## DIRECTIONS FOR THIS TASK
Your answer should be every line of the records that contains the word "alpha".

## RECORDS FOR THE EXERCISE

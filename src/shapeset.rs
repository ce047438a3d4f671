//! Hierarchic shape functions on the reference triangle and quadrilateral.

use hpfem_quadrature::univariate::legendre;
use hpfem_quadrature::ReferenceShape;
use std::fmt::Debug;

/// Identifies a shape function of a shapeset on a given reference shape.
#[derive(Debug, Copy, Clone, PartialEq, Eq, Hash)]
pub enum ShapeFunction {
    /// Linear/bilinear function that is one at the given vertex.
    Vertex(u8),
    /// Edge function of polynomial degree `degree >= 2` along local edge `edge`.
    Edge { edge: u8, degree: u8 },
    Bubble { i: u8, j: u8 },
    /// Product of Legendre polynomials `P_i(xi) P_j(eta)`.
    Legendre { i: u8, j: u8 },
}

/// Value and reference derivatives `(f, df/dxi, df/deta)`.
pub type ShapeValue = [f64; 3];

pub trait Shapeset: Send + Sync + Debug {
    fn eval(&self, shape: ReferenceShape, function: ShapeFunction, xi: [f64; 2]) -> ShapeValue;

    /// Polynomial order of the function. On quadrilaterals this is the largest degree in
    /// either coordinate direction.
    fn order(&self, shape: ReferenceShape, function: ShapeFunction) -> i32;

    fn num_components(&self) -> usize {
        1
    }
}

/// The trace `(1 - s^2)/4 P_{k-2}(s)` of an edge function of degree `k >= 2` on its edge,
/// together with its derivative.
pub fn edge_kernel(s: f64, degree: u8) -> (f64, f64) {
    let (p, dp) = legendre(degree as usize - 2, s);
    let b = 0.25 * (1.0 - s * s);
    (b * p, -0.5 * s * p + b * dp)
}

#[rustfmt::skip]
fn quad_edge_parametrization(edge: u8, xi: [f64; 2]) -> (f64, [f64; 2], f64, [f64; 2]) {
    // (s, grad s, blend, grad blend)
    let [x, y] = xi;
    match edge {
        0 => ( x, [ 1.0,  0.0], 0.5 * (1.0 - y), [ 0.0, -0.5]),
        1 => ( y, [ 0.0,  1.0], 0.5 * (1.0 + x), [ 0.5,  0.0]),
        2 => (-x, [-1.0,  0.0], 0.5 * (1.0 + y), [ 0.0,  0.5]),
        3 => (-y, [ 0.0, -1.0], 0.5 * (1.0 - x), [-0.5,  0.0]),
        _ => panic!("invalid quadrilateral edge {}", edge),
    }
}

fn barycentric(xi: [f64; 2]) -> ([f64; 3], [[f64; 2]; 3]) {
    let [x, y] = xi;
    (
        [-0.5 * (x + y), 0.5 * (x + 1.0), 0.5 * (y + 1.0)],
        [[-0.5, -0.5], [0.5, 0.0], [0.0, 0.5]],
    )
}

/// Continuous hierarchic shapeset.
///
/// Edge functions restricted to their edge equal `(1 - s^2)/4 P_{k-2}(s)` with `s` running
/// from the first to the second edge vertex, on both reference shapes. Odd-degree edge
/// functions change sign when the edge parameter is reversed, which spaces account for
/// through the assembly list coefficient.
#[derive(Debug, Copy, Clone, Default)]
pub struct H1Shapeset;

impl H1Shapeset {
    pub fn vertex_functions(shape: ReferenceShape) -> impl Iterator<Item = ShapeFunction> {
        (0..shape.num_vertices() as u8).map(ShapeFunction::Vertex)
    }

    pub fn edge_functions(edge: usize, order: u32) -> impl Iterator<Item = ShapeFunction> {
        (2..=order as u8).map(move |degree| ShapeFunction::Edge {
            edge: edge as u8,
            degree,
        })
    }

    pub fn bubble_functions(shape: ReferenceShape, order: u32) -> Vec<ShapeFunction> {
        let p = order as u8;
        match shape {
            ReferenceShape::Triangle if p >= 3 => (0..=p - 3)
                .flat_map(|i| (0..=p - 3 - i).map(move |j| ShapeFunction::Bubble { i, j }))
                .collect(),
            ReferenceShape::Triangle => Vec::new(),
            ReferenceShape::Quadrilateral => (2..=p)
                .flat_map(|i| (2..=p).map(move |j| ShapeFunction::Bubble { i, j }))
                .collect(),
        }
    }

    fn eval_triangle(function: ShapeFunction, xi: [f64; 2]) -> ShapeValue {
        let (l, dl) = barycentric(xi);
        match function {
            ShapeFunction::Vertex(v) => {
                let v = v as usize;
                [l[v], dl[v][0], dl[v][1]]
            }
            ShapeFunction::Edge { edge, degree } => {
                let (a, b) = (edge as usize, (edge as usize + 1) % 3);
                let (p, dp) = legendre(degree as usize - 2, l[b] - l[a]);
                let grad = |d: usize| {
                    (dl[a][d] * l[b] + l[a] * dl[b][d]) * p + l[a] * l[b] * dp * (dl[b][d] - dl[a][d])
                };
                [l[a] * l[b] * p, grad(0), grad(1)]
            }
            ShapeFunction::Bubble { i, j } => {
                let bubble = l[0] * l[1] * l[2];
                let (pu, dpu) = legendre(i as usize, l[1] - l[0]);
                let (pw, dpw) = legendre(j as usize, 2.0 * l[2] - 1.0);
                let grad = |d: usize| {
                    let db = dl[0][d] * l[1] * l[2] + l[0] * dl[1][d] * l[2] + l[0] * l[1] * dl[2][d];
                    let du = dl[1][d] - dl[0][d];
                    let dw = 2.0 * dl[2][d];
                    db * pu * pw + bubble * dpu * du * pw + bubble * pu * dpw * dw
                };
                [bubble * pu * pw, grad(0), grad(1)]
            }
            ShapeFunction::Legendre { .. } => panic!("{:?} is not an H1 shape function", function),
        }
    }

    fn eval_quad(function: ShapeFunction, xi: [f64; 2]) -> ShapeValue {
        let [x, y] = xi;
        match function {
            ShapeFunction::Vertex(v) => {
                let (alpha, beta) = [(-1.0, -1.0), (1.0, -1.0), (1.0, 1.0), (-1.0, 1.0)][v as usize];
                [
                    (1.0 + alpha * x) * (1.0 + beta * y) / 4.0,
                    alpha * (1.0 + beta * y) / 4.0,
                    beta * (1.0 + alpha * x) / 4.0,
                ]
            }
            ShapeFunction::Edge { edge, degree } => {
                let (s, ds, blend, dblend) = quad_edge_parametrization(edge, xi);
                let (l, dl) = edge_kernel(s, degree);
                [
                    l * blend,
                    dl * ds[0] * blend + l * dblend[0],
                    dl * ds[1] * blend + l * dblend[1],
                ]
            }
            ShapeFunction::Bubble { i, j } => {
                let (lx, dlx) = edge_kernel(x, i);
                let (ly, dly) = edge_kernel(y, j);
                [lx * ly, dlx * ly, lx * dly]
            }
            ShapeFunction::Legendre { .. } => panic!("{:?} is not an H1 shape function", function),
        }
    }
}

impl Shapeset for H1Shapeset {
    fn eval(&self, shape: ReferenceShape, function: ShapeFunction, xi: [f64; 2]) -> ShapeValue {
        match shape {
            ReferenceShape::Triangle => Self::eval_triangle(function, xi),
            ReferenceShape::Quadrilateral => Self::eval_quad(function, xi),
        }
    }

    fn order(&self, shape: ReferenceShape, function: ShapeFunction) -> i32 {
        match (shape, function) {
            (_, ShapeFunction::Vertex(_)) => 1,
            (_, ShapeFunction::Edge { degree, .. }) => degree as i32,
            (ReferenceShape::Triangle, ShapeFunction::Bubble { i, j }) => 3 + i as i32 + j as i32,
            (ReferenceShape::Quadrilateral, ShapeFunction::Bubble { i, j }) => i.max(j) as i32,
            (_, ShapeFunction::Legendre { .. }) => panic!("{:?} is not an H1 shape function", function),
        }
    }
}

/// Discontinuous shapeset of Legendre products.
#[derive(Debug, Copy, Clone, Default)]
pub struct L2Shapeset;

impl L2Shapeset {
    pub fn functions(shape: ReferenceShape, order: u32) -> Vec<ShapeFunction> {
        let p = order as u8;
        (0..=p)
            .flat_map(|i| (0..=p).map(move |j| (i, j)))
            .filter(|&(i, j)| shape == ReferenceShape::Quadrilateral || i + j <= p)
            .map(|(i, j)| ShapeFunction::Legendre { i, j })
            .collect()
    }
}

impl Shapeset for L2Shapeset {
    fn eval(&self, _shape: ReferenceShape, function: ShapeFunction, xi: [f64; 2]) -> ShapeValue {
        match function {
            ShapeFunction::Legendre { i, j } => {
                let (px, dpx) = legendre(i as usize, xi[0]);
                let (py, dpy) = legendre(j as usize, xi[1]);
                [px * py, dpx * py, px * dpy]
            }
            _ => panic!("{:?} is not an L2 shape function", function),
        }
    }

    fn order(&self, shape: ReferenceShape, function: ShapeFunction) -> i32 {
        match (shape, function) {
            (ReferenceShape::Triangle, ShapeFunction::Legendre { i, j }) => i as i32 + j as i32,
            (ReferenceShape::Quadrilateral, ShapeFunction::Legendre { i, j }) => i.max(j) as i32,
            _ => panic!("{:?} is not an L2 shape function", function),
        }
    }
}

## EXPECTED OUTPUT
                let (alpha, beta) = [(-1.0, -1.0), (1.0, -1.0), (1.0, 1.0), (-1.0, 1.0)][v as usize];
                    (1.0 + alpha * x) * (1.0 + beta * y) / 4.0,
                    alpha * (1.0 + beta * y) / 4.0,
                    beta * (1.0 + alpha * x) / 4.0,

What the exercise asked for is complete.